The singer brings us to his grandmother’s home in the black, working-class neighborhood of Petworth. She’s been living there since the 1950s. “This is the center of Northwest. This is the center of my D.C.,” explains Bilal, who spends a lot of his social time with friends and family at the house. Much of his family is musical as well, which he says had a big influence on him.
Cox recently moved to the neighborhood as well, and gives us a tour of his home, where he makes music in both a makeshift studio on the first floor, and in his room in the basement. The group started as just Cox and Bilal, before Cox eventually brought in Godwin, who works as an engineer at a recording studio nearby in Maryland.
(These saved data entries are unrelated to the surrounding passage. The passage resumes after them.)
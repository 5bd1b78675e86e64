use std::path::Path;
use std::sync::Arc;

use labtime::auth::TokenGenerator;
use labtime::server::{AppState, create_router};
use labtime::store::{SqliteStore, Store};
use serde_json::{Value, json};
use tempfile::TempDir;

pub const ADMIN_PASSWORD: &str = "admin-secret";
pub const FACULTY_PASSWORD: &str = "faculty-secret";

/// An in-process server on a random local port, seeded with an admin
/// (`admin`), two faculty users (`f7`, `f9`) and two labs.
pub struct TestServer {
    pub temp_dir: TempDir,
    pub base_url: String,
    pub store: Arc<SqliteStore>,
    server: tokio::task::JoinHandle<()>,
}

impl TestServer {
    pub async fn start() -> Self {
        let temp_dir = TempDir::new().expect("create temp dir");
        let store = Arc::new(
            SqliteStore::new(temp_dir.path().join("labtime.db")).expect("open store"),
        );
        store.initialize().expect("initialize store");

        let generator = TokenGenerator::new();
        let admin_hash = generator.hash(ADMIN_PASSWORD).expect("hash");
        let faculty_hash = generator.hash(FACULTY_PASSWORD).expect("hash");
        store
            .create_user("Administrator", "admin", &admin_hash, true)
            .expect("create admin");
        store
            .create_user("Grace Hopper", "f7", &faculty_hash, false)
            .expect("create faculty");
        store
            .create_user("Alan Turing", "f9", &faculty_hash, false)
            .expect("create faculty");
        store.create_lab("Lab 1").expect("create lab");
        store.create_lab("Lab 2").expect("create lab");

        let state = Arc::new(AppState::new(
            store.clone(),
            Arc::new(mockable::DefaultClock),
            Some(12),
        ));
        let app = create_router(state);

        let listener = tokio::net::TcpListener::bind("127.0.0.1:0")
            .await
            .expect("bind");
        let port = listener.local_addr().expect("local addr").port();
        let server = tokio::spawn(async move {
            axum::serve(listener, app).await.expect("serve");
        });

        Self {
            temp_dir,
            base_url: format!("http://127.0.0.1:{port}"),
            store,
            server,
        }
    }

    pub fn data_dir(&self) -> &Path {
        self.temp_dir.path()
    }

    pub fn url(&self, path: &str) -> String {
        format!("{}/api/v1{}", self.base_url, path)
    }

    /// Logs in and returns the bearer token.
    pub async fn login(&self, faculty_id: &str, password: &str) -> String {
        let resp: Value = reqwest::Client::new()
            .post(self.url("/auth/login"))
            .json(&json!({ "faculty_id": faculty_id, "password": password }))
            .send()
            .await
            .expect("login request")
            .json()
            .await
            .expect("login response");
        resp["data"]["token"]
            .as_str()
            .expect("token in login response")
            .to_string()
    }

    pub async fn admin_token(&self) -> String {
        self.login("admin", ADMIN_PASSWORD).await
    }

    pub async fn faculty_token(&self, faculty_id: &str) -> String {
        self.login(faculty_id, FACULTY_PASSWORD).await
    }
}

impl Drop for TestServer {
    fn drop(&mut self) {
        self.server.abort();
    }
}
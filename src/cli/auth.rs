use inquire::{Password, PasswordDisplayMode, Text};

use super::credentials::{Credentials, delete_credentials, load_credentials, save_credentials};
use super::http_client::ApiClient;
use crate::server::dto::{LoginRequest, LoginResponse};

fn normalize_server_url(url: &str) -> String {
    let url = url.trim().trim_end_matches('/');

    // Strip trailing API paths to avoid duplication when constructing request URLs
    let url = url
        .trim_end_matches("/api/v1")
        .trim_end_matches("/api")
        .trim_end_matches('/');

    if url.starts_with("http://") || url.starts_with("https://") {
        return url.to_string();
    }

    // Default to http:// for localhost/127.0.0.1, https:// for others
    if url.starts_with("localhost") || url.starts_with("127.0.0.1") {
        format!("http://{url}")
    } else {
        format!("https://{url}")
    }
}

fn required_text(
    value: Option<String>,
    flag: &str,
    prompt: &str,
    non_interactive: bool,
) -> anyhow::Result<String> {
    match value {
        Some(v) if v.trim().is_empty() => anyhow::bail!("{flag} cannot be empty"),
        Some(v) => Ok(v),
        None if non_interactive => anyhow::bail!("{flag} is required in non-interactive mode"),
        None => Ok(Text::new(prompt)
            .with_validator(|input: &str| {
                if input.trim().is_empty() {
                    Ok(inquire::validator::Validation::Invalid(
                        "A value is required".into(),
                    ))
                } else {
                    Ok(inquire::validator::Validation::Valid)
                }
            })
            .prompt()?),
    }
}

pub fn run_auth_login(
    server: Option<String>,
    faculty_id: Option<String>,
    password: Option<String>,
    non_interactive: bool,
) -> anyhow::Result<()> {
    let server = required_text(server, "--server", "Server URL:", non_interactive)?;
    let server_url = normalize_server_url(&server);
    let faculty_id = required_text(faculty_id, "--faculty-id", "Faculty id:", non_interactive)?;

    let password = match password {
        Some(p) => p,
        None if non_interactive => {
            anyhow::bail!("--password is required in non-interactive mode")
        }
        None => Password::new("Password:")
            .with_display_mode(PasswordDisplayMode::Masked)
            .without_confirmation()
            .prompt()?,
    };

    let client = ApiClient::anonymous(&server_url)?;
    let login: LoginResponse = client.post(
        "/auth/login",
        &LoginRequest {
            faculty_id: faculty_id.trim().to_string(),
            password,
        },
    )?;

    save_credentials(&Credentials {
        server_url: server_url.clone(),
        token: login.token,
        faculty_id: login.user.faculty_id.clone(),
    })?;

    println!();
    println!("Logged in to {} as {}", server_url, login.user.name);
    if let Some(expires_at) = login.expires_at {
        println!("Session expires at {}", expires_at.to_rfc3339());
    }
    println!();

    Ok(())
}

pub fn run_auth_logout() -> anyhow::Result<()> {
    // Best effort: the local credentials go even if the server is unreachable.
    if let Ok(creds) = load_credentials() {
        if let Err(e) = ApiClient::new(&creds).and_then(|c| c.post_empty("/auth/logout")) {
            eprintln!("Warning: could not end the server session: {e}");
        }
    }

    println!();
    if delete_credentials()? {
        println!("Logged out successfully.");
    } else {
        println!("No credentials found.");
    }
    println!();
    Ok(())
}
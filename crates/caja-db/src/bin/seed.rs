//! # Seed Data Generator
//!
//! Populates the database with demo till activity for development.
//!
//! ## Usage
//! ```bash
//! # Simulate 3 shifts on 2 tills (default)
//! cargo run -p caja-db --bin seed
//!
//! # Custom amounts
//! cargo run -p caja-db --bin seed -- --shifts 5 --tills 3
//!
//! # Specify database path
//! cargo run -p caja-db --bin seed -- --db ./data/caja.db
//! ```
//!
//! ## Generated Activity
//! For every till and shift:
//! - A session opened with a realistic float
//! - A handful of sales (cash, card, transfer)
//! - One or two manual expense/income entries
//! - Occasionally a voided cash sale (with its reversal)
//! - A close with a withdrawal
//!
//! Ends with a reconciliation audit over everything generated, which is
//! expected to come back clean.

use std::env;

use caja_core::{EntryKind, Money, PaymentMethod};
use caja_db::{AuditScope, Database, DbConfig, NewEntry, NewSale};
use chrono::Utc;

/// Sale totals cycled through while seeding (smallest currency units).
const SALE_TOTALS: &[i64] = &[2_500, 4_990, 7_500, 12_990, 19_990, 34_990];

/// Expense descriptions cycled through while seeding.
const EXPENSES: &[(&str, i64)] = &[
    ("Bolsas para despacho", 3_500),
    ("Fletes", 8_000),
    ("Artículos de aseo", 4_200),
];

#[tokio::main]
async fn main() -> Result<(), Box<dyn std::error::Error>> {
    tracing_subscriber::fmt()
        .with_env_filter(
            tracing_subscriber::EnvFilter::try_from_default_env()
                .unwrap_or_else(|_| tracing_subscriber::EnvFilter::new("info")),
        )
        .init();

    // Parse command line arguments
    let args: Vec<String> = env::args().collect();

    let mut shifts: usize = 3;
    let mut tills: usize = 2;
    let mut db_path = String::from("./caja_dev.db");

    let mut i = 1;
    while i < args.len() {
        match args[i].as_str() {
            "--shifts" | "-s" => {
                if i + 1 < args.len() {
                    shifts = args[i + 1].parse().unwrap_or(3);
                    i += 1;
                }
            }
            "--tills" | "-t" => {
                if i + 1 < args.len() {
                    tills = args[i + 1].parse().unwrap_or(2);
                    i += 1;
                }
            }
            "--db" | "-d" => {
                if i + 1 < args.len() {
                    db_path = args[i + 1].clone();
                    i += 1;
                }
            }
            "--help" | "-h" => {
                println!("Caja POS Seed Data Generator");
                println!();
                println!("Usage: seed [OPTIONS]");
                println!();
                println!("Options:");
                println!("  -s, --shifts <N>   Shifts to simulate per till (default: 3)");
                println!("  -t, --tills <N>    Number of tills (default: 2)");
                println!("  -d, --db <PATH>    Database file path (default: ./caja_dev.db)");
                println!("  -h, --help         Show this help message");
                return Ok(());
            }
            _ => {}
        }
        i += 1;
    }

    println!("Caja POS Seed Data Generator");
    println!("============================");
    println!("Database: {}", db_path);
    println!("Tills: {}, shifts per till: {}", tills, shifts);
    println!();

    let db = Database::new(DbConfig::new(&db_path)).await?;
    println!("✓ Connected to database");
    println!("✓ Migrations applied");

    let lifecycle = db.lifecycle();
    let mut sessions_created = 0;
    let mut sales_created = 0;

    for till in 1..=tills {
        let till_id = till.to_string();

        for shift in 0..shifts {
            let seed = till * 100 + shift;
            let operator_id = format!("op-{}", (seed % 3) + 1);
            let opening_float = 50_000 + ((seed * 7) % 4) as i64 * 25_000;

            let session = lifecycle
                .open_session(&till_id, &operator_id, opening_float)
                .await?;
            sessions_created += 1;

            // A few sales per shift, cycling payment methods
            let sale_count = 3 + seed % 4;
            let mut voidable = None;
            for n in 0..sale_count {
                let total = SALE_TOTALS[(seed + n) % SALE_TOTALS.len()];
                let method = match (seed + n) % 4 {
                    0 | 1 => PaymentMethod::Cash,
                    2 => PaymentMethod::Card,
                    _ => PaymentMethod::Transfer,
                };
                let tendered = (method == PaymentMethod::Cash).then_some(total);

                let sale = lifecycle
                    .record_sale(NewSale {
                        till_id: till_id.clone(),
                        operator_id: operator_id.clone(),
                        seller_id: (n % 2 == 0).then(|| format!("vend-{}", n + 1)),
                        total_units: total,
                        payment_method: method,
                        amount_tendered_units: tendered,
                        timestamp: Utc::now(),
                    })
                    .await?;
                sales_created += 1;

                if method == PaymentMethod::Cash {
                    voidable = Some(sale);
                }
            }

            // A manual expense, and on some shifts an income entry
            let (description, amount) = EXPENSES[seed % EXPENSES.len()];
            lifecycle
                .record_entry(NewEntry {
                    till_id: till_id.clone(),
                    kind: EntryKind::Expense,
                    amount_units: amount,
                    description: description.to_string(),
                    timestamp: Utc::now(),
                    operator_id: operator_id.clone(),
                })
                .await?;

            if seed % 3 == 0 {
                lifecycle
                    .record_entry(NewEntry {
                        till_id: till_id.clone(),
                        kind: EntryKind::Income,
                        amount_units: 10_000,
                        description: "Sencillo desde gerencia".to_string(),
                        timestamp: Utc::now(),
                        operator_id: operator_id.clone(),
                    })
                    .await?;
            }

            // Every third shift voids its last cash sale
            if seed % 3 == 1 {
                if let Some(sale) = voidable {
                    lifecycle.void_sale(&sale.id, "producto devuelto").await?;
                }
            }

            let balance = lifecycle.get_balance(&session.id).await?;
            let withdrawal = (balance.total.units() / 2).max(0);
            let closed = lifecycle.close_session(&session.id, withdrawal).await?;

            println!(
                "  till {} shift {}: closed at {} (withdrew {})",
                till_id,
                shift + 1,
                closed.closing_amount().unwrap_or_default(),
                Money::from_units(withdrawal)
            );
        }
    }

    println!();
    println!("✓ Created {} sessions, {} sales", sessions_created, sales_created);

    // A freshly seeded ledger must reconcile cleanly
    println!();
    println!("Running reconciliation audit...");
    let findings = db.auditor().run_audit(AuditScope::All).await?;
    if findings.is_empty() {
        println!("✓ Audit clean: no findings");
    } else {
        println!("⚠ Audit produced {} findings:", findings.len());
        for stored in &findings {
            println!(
                "  [{}] {}: {}",
                stored.finding.kind.as_str(),
                stored.finding.subject_id,
                stored.finding.detail
            );
        }
    }

    println!();
    println!("✓ Seed complete!");

    Ok(())
}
“I was just like, mind-blown at what [Cox] put together out of our jams and our spontaneous creations, and then got into a pretty productive and inspiring workflow, creating these pieces that felt like these really wonderful, pure pop, maybe R&B, maybe indie pieces. But they all felt like exactly the kind of music I’ve always wanted to be making,” says Godwin.
According to Cox, the rest was history. “Everybody immediately just got excited about it,” he says. “You didn’t even have to ask anybody, ‘Should we take this project further? Do more with it?'”
Bilal discusses the musical language that he shares with Cox, before breaking into an impromptu acoustic jam of their track “Touch Upon Touch,” off of their debut LP, Love In High Demand.
The trio then link up for a walk around D.C.’s streets, stopping by Jackie Lee’s in Petworth, the venue where they played their first-ever show. They wrap up the day back at Bilal’s grandmother’s nearby house, with a conversation and DJ set on her front porch.
Gowdin says that being in Too Free “makes us forget capitalism for a fucking like, beautiful moment.”
“For 20 minutes,” agrees Bilal.
“Being on stage, you don’t have to think about anything,” says Cox. “We just get to connect.”